Trichothiodystrophy (TTD)
Description
Trichothiodystrophy (TTD) is a rare genetic disorder that primarily affects the hair, skin, and nails. Individuals with TTD often have brittle hair that breaks easily, a characteristic known as ‘trichorrhexis invaginata.‘ This condition is also associated with other symptoms such as skin abnormalities, intellectual disabilities, and increased risk of certain cancers. TTD is caused by mutations in genes involved in DNA repair, leading to instability in the genetic code. While there is no cure for TTD, management strategies focus on addressing the specific symptoms and preventing complications. This blog provides a comprehensive overview of TTD, covering its signs and symptoms, causes, diagnosis, management, and the genes involved.
Genes Involved
Genes Involved in Trichothiodystrophy (TTD)
TTD is caused by mutations in genes involved in DNA repair. DNA repair is essential for maintaining the integrity of the genome, and defects in this process can lead to a range of genetic disorders. Some of the genes implicated in TTD include:
- ERCC2 (XPD): This gene is involved in the nucleotide excision repair (NER) pathway, which removes damaged DNA segments.
- ERCC3 (XPB): Another gene involved in the NER pathway, ERCC3 works with ERCC2 to remove damaged DNA.
- ERCC8 (CSA): This gene is part of the transcription-coupled repair (TCR) pathway, a specialized sub-pathway of NER. TCR removes lesions from actively transcribed genes.
- ERCC5 (CSB): Similar to ERCC8, this gene plays a role in TCR and is crucial for repairing DNA damage in actively transcribed genes.
- XPG: This gene is involved in the later stages of NER, where it cuts out the damaged DNA segment.
- TTD-A (TTDA): This gene, also known as the TTD-associated gene, is involved in the repair of double-strand DNA breaks, a more severe type of DNA damage.
Recognizing the Signs and Symptoms
Recognizing the Signs and Symptoms of Trichothiodystrophy (TTD)
The most distinctive feature of TTD is brittle hair, which is often described as ‘hair that breaks easily.‘ This characteristic, known as ‘trichorrhexis invaginata,‘ is often present from birth. Other common signs and symptoms include:
- Skin abnormalities: TTD can cause dry, scaly skin, increased sensitivity to sunlight, and a predisposition to skin cancer. Some individuals may also have ichthyosis, a condition that causes thick, scaly skin.
- Nail abnormalities: Brittle nails are a common feature of TTD. The nails may also be thin, ridged, or discolored.
- Intellectual disability: Some individuals with TTD have intellectual disability, ranging from mild to severe.
- Neurological problems: TTD can also cause neurological problems, including seizures, developmental delays, and movement disorders.

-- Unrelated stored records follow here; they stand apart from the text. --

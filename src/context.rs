//! Per-run state: configuration, the result store, the findings sink, and
//! the severity policy.
//!
//! A [`RunContext`] is created fresh for every validation run and owned by
//! that run alone. Checks never see the whole context; the engine hands each
//! invocation a [`CheckCtx`] view that attributes findings to the executing
//! check and limits dependency reads to what the check declared.

use std::any::Any;
use std::collections::{HashMap, HashSet};
use std::fmt;
use std::path::PathBuf;
use std::sync::atomic::{AtomicBool, Ordering};
use std::sync::Arc;

use crate::check::{Check, SharedValue};
use crate::errors::CheckError;
use crate::findings::{Finding, FindingKind, Severity};

/// Cooperative cancellation flag shared between a run and its caller.
///
/// Cloning hands out another handle to the same flag.
#[derive(Clone, Debug, Default)]
pub struct CancelFlag(Arc<AtomicBool>);

impl CancelFlag {
    /// Fresh, unset flag.
    #[must_use]
    pub fn new() -> Self {
        Self::default()
    }

    /// Request cancellation: no further checks are scheduled, and checks
    /// with external calls in flight are expected to observe the flag.
    pub fn cancel(&self) {
        self.0.store(true, Ordering::Relaxed);
    }

    /// `true` once cancellation has been requested.
    #[must_use]
    pub fn is_cancelled(&self) -> bool {
        self.0.load(Ordering::Relaxed)
    }
}

/// Immutable inputs for one validation run.
#[derive(Clone, Debug, Default)]
pub struct RunConfig {
    /// Directory holding the extracted submission archive.
    pub archive_dir: PathBuf,
    /// Optional plugin source tree accompanying the submission.
    pub source_dir: Option<PathBuf>,
    /// Pre-seeded severity policy for this run.
    pub policy: SeverityPolicy,
    /// Cancellation flag for this run.
    pub cancel: CancelFlag,
}

/// Run-scoped override table consulted at emission time.
///
/// Overrides are keyed by `(check identity, kind name)`. The table never
/// touches the static [`FindingKind`] declarations, so nothing leaks from
/// one run into the next.
#[derive(Clone, Debug, Default)]
pub struct SeverityPolicy {
    severities: HashMap<String, HashMap<String, Severity>>,
    disabled: HashMap<String, HashSet<String>>,
    announce: HashMap<String, HashMap<String, bool>>,
    announce_all: bool,
}

impl SeverityPolicy {
    /// Empty policy: every kind keeps its declared default.
    #[must_use]
    pub fn new() -> Self {
        Self::default()
    }

    /// Replace the severity of `(check, kind)` for this run.
    pub fn set_severity(&mut self, check: &str, kind: &str, severity: Severity) {
        self.severities
            .entry(check.to_string())
            .or_default()
            .insert(kind.to_string(), severity);
    }

    /// Suppress emission of `(check, kind)` for this run.
    pub fn disable(&mut self, check: &str, kind: &str) {
        self.disabled
            .entry(check.to_string())
            .or_default()
            .insert(kind.to_string());
    }

    /// Force or suppress the always-announce behavior of `(check, kind)`.
    pub fn set_announce(&mut self, check: &str, kind: &str, announce: bool) {
        self.announce
            .entry(check.to_string())
            .or_default()
            .insert(kind.to_string(), announce);
    }

    /// Announce clean results for every kind (report-all mode).
    pub fn set_announce_all(&mut self, announce_all: bool) {
        self.announce_all = announce_all;
    }

    /// Effective severity for a kind: the override if one exists, else the
    /// kind's declared default.
    #[must_use]
    pub fn severity_for(&self, check: &str, kind: &FindingKind) -> Severity {
        self.severities
            .get(check)
            .and_then(|kinds| kinds.get(kind.name))
            .copied()
            .unwrap_or(kind.severity)
    }

    /// `true` when `(check, kind)` must not emit this run.
    #[must_use]
    pub fn is_disabled(&self, check: &str, kind: &str) -> bool {
        self.disabled
            .get(check)
            .is_some_and(|kinds| kinds.contains(kind))
    }

    /// `true` when a clean result of this kind should still be announced.
    #[must_use]
    pub fn announces(&self, check: &str, kind: &FindingKind) -> bool {
        self.announce
            .get(check)
            .and_then(|kinds| kinds.get(kind.name))
            .copied()
            .unwrap_or(self.announce_all || kind.announce)
    }
}

/// Terminal state of one check within a run.
pub enum CheckOutcome {
    /// Behavior completed; holds the value shared with dependents, if any.
    Completed(Option<SharedValue>),
    /// Behavior returned a hard failure.
    Failed(CheckError),
    /// The run was cancelled before this check was scheduled.
    Cancelled,
}

impl fmt::Debug for CheckOutcome {
    fn fmt(&self, f: &mut fmt::Formatter<'_>) -> fmt::Result {
        match self {
            CheckOutcome::Completed(Some(_)) => f.write_str("Completed(value)"),
            CheckOutcome::Completed(None) => f.write_str("Completed"),
            CheckOutcome::Failed(err) => write!(f, "Failed({err})"),
            CheckOutcome::Cancelled => f.write_str("Cancelled"),
        }
    }
}

/// Write-once mapping from check identity to its outcome.
#[derive(Debug, Default)]
pub struct ResultStore {
    entries: HashMap<&'static str, CheckOutcome>,
}

impl ResultStore {
    /// Record an outcome. The first write for an identity wins; an outcome
    /// never changes once set.
    pub(crate) fn record(&mut self, id: &'static str, outcome: CheckOutcome) {
        self.entries.entry(id).or_insert(outcome);
    }

    /// `true` when the identity has reached a terminal state.
    #[must_use]
    pub fn contains(&self, id: &str) -> bool {
        self.entries.contains_key(id)
    }

    /// Raw outcome for an identity, if it has one.
    #[must_use]
    pub fn outcome(&self, id: &str) -> Option<&CheckOutcome> {
        self.entries.get(id)
    }

    /// Typed view of a completed check's shared value.
    ///
    /// Missing entries, failures, cancelled checks, value-less completions,
    /// and type mismatches all read as `None`.
    #[must_use]
    pub fn value<T: Any + Send + Sync>(&self, id: &str) -> Option<Arc<T>> {
        match self.entries.get(id)? {
            CheckOutcome::Completed(Some(value)) => Arc::clone(value).downcast::<T>().ok(),
            _ => None,
        }
    }

    /// Number of recorded outcomes.
    #[must_use]
    pub fn len(&self) -> usize {
        self.entries.len()
    }

    /// `true` when nothing has been recorded.
    #[must_use]
    pub fn is_empty(&self) -> bool {
        self.entries.is_empty()
    }
}

/// The per-invocation mutable state shared by all checks in one run.
///
/// Never shared across runs; the engine creates one per `validate` call and
/// drains it into the final report.
pub struct RunContext {
    pub(crate) config: RunConfig,
    pub(crate) store: ResultStore,
    pub(crate) findings: Vec<Finding>,
    pub(crate) policy: SeverityPolicy,
}

impl RunContext {
    pub(crate) fn new(config: RunConfig) -> Self {
        let policy = config.policy.clone();
        Self {
            config,
            store: ResultStore::default(),
            findings: Vec::new(),
            policy,
        }
    }

    /// View for one check invocation.
    pub(crate) fn view(&mut self, check: &dyn Check) -> CheckCtx<'_> {
        CheckCtx {
            check_id: check.id(),
            requires: check.requires(),
            kinds: check.kinds(),
            config: &self.config,
            store: &self.store,
            findings: &mut self.findings,
            policy: &mut self.policy,
        }
    }
}

/// The view of the run handed to a single check while it executes.
///
/// This is the only route to the finding sink, so every finding is
/// attributed to the executing check by construction, and the emission
/// primitives are unreachable outside the check's own execution window.
pub struct CheckCtx<'run> {
    check_id: &'static str,
    requires: &'static [&'static str],
    kinds: &'static [FindingKind],
    config: &'run RunConfig,
    store: &'run ResultStore,
    findings: &'run mut Vec<Finding>,
    policy: &'run mut SeverityPolicy,
}

impl CheckCtx<'_> {
    /// Identity of the executing check.
    #[must_use]
    pub fn check_id(&self) -> &'static str {
        self.check_id
    }

    /// Immutable run configuration.
    #[must_use]
    pub fn config(&self) -> &RunConfig {
        self.config
    }

    /// `true` once the run has been cancelled.
    #[must_use]
    pub fn is_cancelled(&self) -> bool {
        self.config.cancel.is_cancelled()
    }

    /// Typed result of a declared dependency.
    ///
    /// Absence covers every non-usable state: the dependency failed, was
    /// cancelled, completed without a value, produced a value of another
    /// type, or was never declared by this check in the first place.
    #[must_use]
    pub fn dependency<T: Any + Send + Sync>(&self, id: &str) -> Option<Arc<T>> {
        if !self.requires.iter().any(|declared| *declared == id) {
            tracing::warn!(
                check = self.check_id,
                dependency = id,
                "read of undeclared dependency"
            );
            return None;
        }
        self.store.value::<T>(id)
    }

    /// Record a finding for one of this check's declared kinds.
    ///
    /// The severity policy is consulted at emission time: an override for
    /// `(check, kind)` replaces the declared default, and a disabled pair
    /// emits nothing.
    pub fn report(&mut self, kind: &str, title: impl Into<String>, detail: impl Into<String>) {
        let Some(declared) = self.kind(kind) else {
            tracing::warn!(check = self.check_id, kind, "report for undeclared kind");
            debug_assert!(false, "check `{}` reported undeclared kind `{kind}`", self.check_id);
            return;
        };
        if self.policy.is_disabled(self.check_id, kind) {
            tracing::debug!(check = self.check_id, kind, "kind disabled, not reporting");
            return;
        }
        self.findings.push(Finding {
            check: self.check_id.to_string(),
            kind: declared.name.to_string(),
            severity: self.policy.severity_for(self.check_id, declared),
            title: title.into(),
            detail: detail.into(),
        });
    }

    /// Record an informational "checked and clean" finding when the kind is
    /// in always-announce mode for this run; otherwise a no-op.
    ///
    /// Lets consumers distinguish "checked and clean" from "never checked".
    pub fn announce(&mut self, kind: &str, title: impl Into<String>) {
        let Some(declared) = self.kind(kind) else {
            tracing::warn!(check = self.check_id, kind, "announce for undeclared kind");
            debug_assert!(false, "check `{}` announced undeclared kind `{kind}`", self.check_id);
            return;
        };
        if !self.policy.announces(self.check_id, declared)
            || self.policy.is_disabled(self.check_id, kind)
        {
            return;
        }
        self.findings.push(Finding {
            check: self.check_id.to_string(),
            kind: declared.name.to_string(),
            severity: Severity::Informational,
            title: title.into(),
            detail: String::new(),
        });
    }

    /// Override the effective severity of one of this check's own kinds for
    /// the rest of the current run.
    ///
    /// This is how context discovered at run time softens or forces a
    /// finding without touching the static declaration.
    pub fn set_severity(&mut self, kind: &str, severity: Severity) {
        if self.kind(kind).is_none() {
            tracing::warn!(check = self.check_id, kind, "override for undeclared kind");
            debug_assert!(false, "check `{}` overrode undeclared kind `{kind}`", self.check_id);
            return;
        }
        self.policy.set_severity(self.check_id, kind, severity);
    }

    fn kind(&self, name: &str) -> Option<&'static FindingKind> {
        self.kinds.iter().find(|kind| kind.name == name)
    }
}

- Increased risk of cancer: People with TTD have an increased risk of certain types of cancer, particularly skin cancer.
Causes
Causes of Trichothiodystrophy (TTD)
TTD is caused by mutations in genes involved in DNA repair. These mutations prevent the body from effectively repairing damaged DNA, leading to the accumulation of DNA errors. This genetic instability can manifest in various ways, leading to the characteristic symptoms of TTD. The specific gene mutation and the severity of the mutation can influence the severity of symptoms.
Inheritance/recurrence risk
Inheritance and Recurrence Risk of Trichothiodystrophy (TTD)
TTD is usually inherited in an autosomal recessive manner. This means that a person needs to inherit two copies of the mutated gene, one from each parent, to develop the disorder. If both parents carry a mutated gene, there is a 25% chance that their child will inherit two copies and develop TTD. They have a 50% chance of inheriting one copy and being a carrier, and a 25% chance of not inheriting the mutated gene at all.
While TTD is often inherited, sporadic cases can occur when a new mutation arises in the gene responsible. This means that the individual may not have any family history of the condition.